I am trying to compile a graphical depiction of test scores from 50 students. My ultimate goal would be to create 50 variations of the bar chart, one for each student, with only the one student's name on the axis so he/she can see how they compare to the others without disclosing who scored what. In the photo below, I would like to put "Jackson" on the first bar and leave the others blank for the first variation. The second would only have "Smith", etc. Additionally, I would like to split the data based on their year in school, the variable "level".
names <- c("Jackson", "Smith", "Johnson", "Richards", "Matthews", "Redmond", "Phillips")
scores <- c(.99, .65, .73, .89, .88, .92, .87)
level <- c(10,11,10,11,11,11,11)
grades <- cbind.data.frame(names, scores, level)
Gradesplit <- split(grades, grades$level)

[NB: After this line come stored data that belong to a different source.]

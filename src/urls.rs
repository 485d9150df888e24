/// Builds API URLs from resource identifiers.
#[derive(Debug, Clone, PartialEq, Eq)]
pub struct Urls {
    base: String,
}

impl Urls {
    /// Create a builder rooted at `base` (e.g. `https://app.launchdarkly.com/api/v2`).
    pub fn new(base: impl Into<String>) -> Urls {
        let base = base.into();
        Urls {
            base: base.trim_end_matches('/').to_owned(),
        }
    }

    /// Collection used to create projects.
    pub fn project_create(&self) -> String {
        format!("{}/projects", self.base)
    }

    /// A single project.
    pub fn project(&self, project: &str) -> String {
        format!("{}/projects/{}", self.base, project)
    }

    /// Collection used to create flags in `project`.
    pub fn flag_create(&self, project: &str) -> String {
        format!("{}/flags/{}", self.base, project)
    }

    /// A single flag.
    pub fn flag(&self, project: &str, flag: &str) -> String {
        format!("{}/flags/{}/{}", self.base, project, flag)
    }

    /// Collection used to create environments in `project`.
    pub fn environment_create(&self, project: &str) -> String {
        format!("{}/projects/{}/environments", self.base, project)
    }

    /// A single environment.
    pub fn environment(&self, project: &str, environment: &str) -> String {
        format!("{}/projects/{}/environments/{}", self.base, project, environment)
    }
}

impl Default for Urls {
    fn default() -> Self {
        Urls::new(crate::ProviderConfig::DEFAULT_BASE_URL)
    }
}

#[cfg(test)]
mod tests {
    use super::Urls;

    const BASE: &str = "https://app.launchdarkly.com/api/v2/";
    const PROJECT: &str = "my-project";

    #[test]
    fn project_urls() {
        let urls = Urls::default();
        assert_eq!(urls.project_create(), format!("{BASE}projects"));
        assert_eq!(urls.project(PROJECT), format!("{BASE}projects/{PROJECT}"));
    }

    #[test]
    fn flag_urls() {
        let urls = Urls::default();
        assert_eq!(urls.flag_create(PROJECT), format!("{BASE}flags/{PROJECT}"));
        assert_eq!(
            urls.flag(PROJECT, "my-super-flag"),
            format!("{BASE}flags/{PROJECT}/my-super-flag")
        );
    }

    #[test]
    fn environment_urls() {
        let urls = Urls::default();
        assert_eq!(
            urls.environment_create(PROJECT),
            format!("{BASE}projects/{PROJECT}/environments")
        );
        assert_eq!(
            urls.environment(PROJECT, "my-marvelous-environment"),
            format!("{BASE}projects/{PROJECT}/environments/my-marvelous-environment")
        );
    }

    #[test]
    fn trailing_slash_on_base_is_ignored() {
        assert_eq!(
            Urls::new("http://localhost:8080/").project("p"),
            "http://localhost:8080/projects/p"
        );
    }
}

plotdata <- function(grades) {
ggplot(data = grades, aes(x = names, y = scores, fill = scores))+
geom_bar(stat = "identity", position = "dodge")+
theme(axis.text.x=element_text(angle= 45, vjust=.5)) +
ggtitle("test scores by level- February 2018", grades$level)}
lapply(Gradesplit, plotdata)
It requires a bit of understanding, but we can make it work. As @richardtelford said, we need to manually build the labels, to do so we can 'loop' on the names, filter the by the level of each name, build a vector of appropriate legnth, and finally build the plot with such labels:
Created on 2018-05-17 by the reprex package (v0.2.0).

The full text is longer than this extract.